The --bind flag of fzf took me quite some time to debug because of many escape backslashes I needed to add.

#!/bin/bash
# ~/.local/bin/tmux-session-manager

FIND_DEFAULT_COMMAND="tmux list-sessions | sed -E 's/:.*$//' | grep -v \"^$(tmux display-message -p '#S')\$\""

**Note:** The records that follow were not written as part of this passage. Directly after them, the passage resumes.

//! The retry-with-backoff executor.

use super::schedule::BackoffSchedule;
use super::waiter::{BlockingWaiter, SuspendingWaiter, Waiter};
use crate::error::RetryError;
use std::fmt;
use std::future::Future;
use std::sync::Arc;

/// Classifies a failure: `true` means another attempt is worthwhile,
/// `false` means fail fast.
pub type TransientFilter<E> = Arc<dyn Fn(&E) -> bool + Send + Sync>;

/// Re-invokes an operation that may fail transiently, waiting between
/// attempts according to a [`BackoffSchedule`].
///
/// For each wait `w` in the schedule the operation is invoked once. A success
/// is returned immediately. A failure the filter rejects is returned
/// immediately. Any other failure is followed by a wait of `w`. Once the
/// schedule is exhausted the operation is invoked one final time and that
/// outcome is returned verbatim, without consulting the filter.
///
/// The executor holds no per-invocation state, so one value can be reused
/// across any number of independent calls.
///
/// # Examples
///
/// ```rust
/// use schemaclip_core::retry::{BackoffSchedule, RetryExecutor};
/// use std::cell::Cell;
/// use std::io;
///
/// let attempts = Cell::new(0);
/// let executor = RetryExecutor::new()
///     .with_schedule(BackoffSchedule::from_millis([1, 1]))
///     .with_filter(|err: &io::Error| err.kind() != io::ErrorKind::NotFound);
///
/// let value = executor.run_sync(|| {
///     attempts.set(attempts.get() + 1);
///     if attempts.get() < 3 {
///         Err(io::Error::other("clipboard busy"))
///     } else {
///         Ok("copied")
///     }
/// })?;
///
/// assert_eq!(value, "copied");
/// assert_eq!(attempts.get(), 3);
/// # Ok::<(), io::Error>(())
/// ```
pub struct RetryExecutor<E> {
    filter: Option<TransientFilter<E>>,
    schedule: BackoffSchedule,
}

impl<E> RetryExecutor<E> {
    /// Create an executor with no filter and the default schedule.
    pub fn new() -> Self {
        Self {
            filter: None,
            schedule: BackoffSchedule::default(),
        }
    }

    /// Only retry failures for which `filter` returns `true`.
    pub fn with_filter<P>(mut self, filter: P) -> Self
    where
        P: Fn(&E) -> bool + Send + Sync + 'static,
    {
        self.filter = Some(Arc::new(filter));
        self
    }

    /// Use an already shared filter, or clear it with `None`.
    pub fn with_shared_filter(mut self, filter: Option<TransientFilter<E>>) -> Self {
        self.filter = filter;
        self
    }

    /// Wait according to `schedule`. An empty schedule means the default.
    pub fn with_schedule(mut self, schedule: impl Into<BackoffSchedule>) -> Self {
        self.schedule = schedule.into();
        self
    }

    /// The effective schedule.
    pub fn schedule(&self) -> &BackoffSchedule {
        &self.schedule
    }

    /// Whether a filter has been installed.
    pub fn has_filter(&self) -> bool {
        self.filter.is_some()
    }

    /// Whether `error` should be followed by another attempt.
    ///
    /// Without a filter every failure is transient.
    pub fn is_transient(&self, error: &E) -> bool {
        self.filter.as_ref().is_none_or(|filter| filter(error))
    }

    /// Run `operation` under the retry policy, waiting with `waiter`.
    ///
    /// This is the single retry loop; every other entry point delegates here.
    /// Attempts are strictly sequential: an attempt starts only after the
    /// previous one completed and its wait elapsed.
    #[cfg_attr(not(feature = "tracing"), allow(unused_variables))]
    pub async fn execute_with<W, F, Fut, T>(&self, waiter: &W, mut operation: F) -> Result<T, E>
    where
        W: Waiter + ?Sized,
        F: FnMut() -> Fut,
        Fut: Future<Output = Result<T, E>>,
    {
        for (attempt, delay) in self.schedule.iter().enumerate() {
            let err = match operation().await {
                Ok(value) => return Ok(value),
                Err(err) => err,
            };

            if !self.is_transient(&err) {
                #[cfg(feature = "tracing")]
                tracing::debug!(attempt = attempt + 1, "non-transient failure, giving up");
                return Err(err);
            }
            drop(err);

            #[cfg(feature = "tracing")]
            tracing::debug!(attempt = attempt + 1, ?delay, "transient failure, retrying");

            waiter.wait(delay).await;
        }

        #[cfg(feature = "tracing")]
        tracing::trace!(
            attempt = self.schedule.max_attempts(),
            "schedule exhausted, final attempt"
        );

        operation().await
    }

    /// Run an immediate operation, blocking the calling thread between attempts.
    ///
    /// Use `T = ()` for operations that produce no value.
    pub fn run_sync<F, T>(&self, mut operation: F) -> Result<T, E>
    where
        F: FnMut() -> Result<T, E>,
    {
        futures::executor::block_on(
            self.execute_with(&BlockingWaiter, || std::future::ready(operation())),
        )
    }

    /// Run a suspending operation, yielding to the runtime between attempts.
    ///
    /// Use `T = ()` for operations that produce no value. Must be awaited
    /// inside a Tokio runtime.
    pub async fn run_async<F, Fut, T>(&self, operation: F) -> Result<T, E>
    where
        F: FnMut() -> Fut,
        Fut: Future<Output = Result<T, E>>,
    {
        self.execute_with(&SuspendingWaiter, operation).await
    }

    /// Like [`run_sync`](Self::run_sync), for an operation that may be missing.
    ///
    /// A missing operation yields [`RetryError::InvalidArgument`] before any
    /// attempt or wait.
    pub fn try_run_sync<F, T>(&self, operation: Option<F>) -> Result<T, RetryError<E>>
    where
        F: FnMut() -> Result<T, E>,
    {
        let operation = operation.ok_or(RetryError::InvalidArgument("operation"))?;
        self.run_sync(operation).map_err(RetryError::Operation)
    }

    /// Like [`run_async`](Self::run_async), for an operation that may be missing.
    ///
    /// A missing operation yields [`RetryError::InvalidArgument`] before any
    /// attempt or wait.
    pub async fn try_run_async<F, Fut, T>(&self, operation: Option<F>) -> Result<T, RetryError<E>>
    where
        F: FnMut() -> Fut,
        Fut: Future<Output = Result<T, E>>,
    {
        let operation = operation.ok_or(RetryError::InvalidArgument("operation"))?;
        self.run_async(operation)
            .await
            .map_err(RetryError::Operation)
    }
}

impl<E> Default for RetryExecutor<E> {
    fn default() -> Self {
        Self::new()
    }
}

impl<E> Clone for RetryExecutor<E> {
    fn clone(&self) -> Self {
        Self {
            filter: self.filter.clone(),
            schedule: self.schedule.clone(),
        }
    }
}

impl<E> fmt::Debug for RetryExecutor<E> {
    fn fmt(&self, f: &mut fmt::Formatter<'_>) -> fmt::Result {
        f.debug_struct("RetryExecutor")
            .field("filter", &self.filter.as_ref().map(|_| "<filter>"))
            .field("schedule", &self.schedule)
            .finish()
    }
}

/// Retry an immediate operation.
///
/// `filter` and `schedule` are optional; see [`RetryExecutor`] for the policy.
///
/// # Examples
///
/// ```rust
/// use schemaclip_core::retry::{run_sync, BackoffSchedule};
///
/// let result: Result<u32, std::io::Error> =
///     run_sync(|| Ok(7), None, Some(BackoffSchedule::from_millis([10])));
/// assert_eq!(result.unwrap(), 7);
/// ```
pub fn run_sync<F, T, E>(
    operation: F,
    filter: Option<TransientFilter<E>>,
    schedule: Option<BackoffSchedule>,
) -> Result<T, E>
where
    F: FnMut() -> Result<T, E>,
{
    RetryExecutor::new()
        .with_shared_filter(filter)
        .with_schedule(BackoffSchedule::resolve(schedule))
        .run_sync(operation)
}

/// Retry a suspending operation.
///
/// `filter` and `schedule` are optional; see [`RetryExecutor`] for the policy.
///
/// # Examples
///
/// ```rust
/// use schemaclip_core::retry::run_async;
///
/// # async fn example() -> Result<(), std::io::Error> {
/// run_async(|| async { Ok::<_, std::io::Error>(()) }, None, None).await?;
/// # Ok(())
/// # }
/// ```
pub async fn run_async<F, Fut, T, E>(
    operation: F,
    filter: Option<TransientFilter<E>>,
    schedule: Option<BackoffSchedule>,
) -> Result<T, E>
where
    F: FnMut() -> Fut,
    Fut: Future<Output = Result<T, E>>,
{
    RetryExecutor::new()
        .with_shared_filter(filter)
        .with_schedule(BackoffSchedule::resolve(schedule))
        .run_async(operation)
        .await
}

tmux list-sessions | sed -E 's/:.*$//' | grep -v "^$(tmux display-message -p '#S')$"\
    | fzf --reverse --bind "ctrl-x:execute(tmux kill-session -t {})+reload(${FIND_DEFAULT_COMMAND})"\
    --bind "ctrl-n:execute(bash -c 'read -p \"Name: \" name; tmux new -d -s \"\$name\"')+reload(${FIND_DEFAULT_COMMAND})" \
    --bind "ctrl-r:reload(${FIND_DEFAULT_COMMAND})"\
    --header 'Enter: switch session | Ctrl-X: kill session | Ctrl-N: new session | Ctrl-R: refresh list'\
    | xargs tmux switch-client -t

And I bind it into s key to overwrite the default tmux behavior.

# tmux.conf
bind s display-popup -E "tmux-session-manager"

Result

fzf tmux session demo

Hope you find this useful!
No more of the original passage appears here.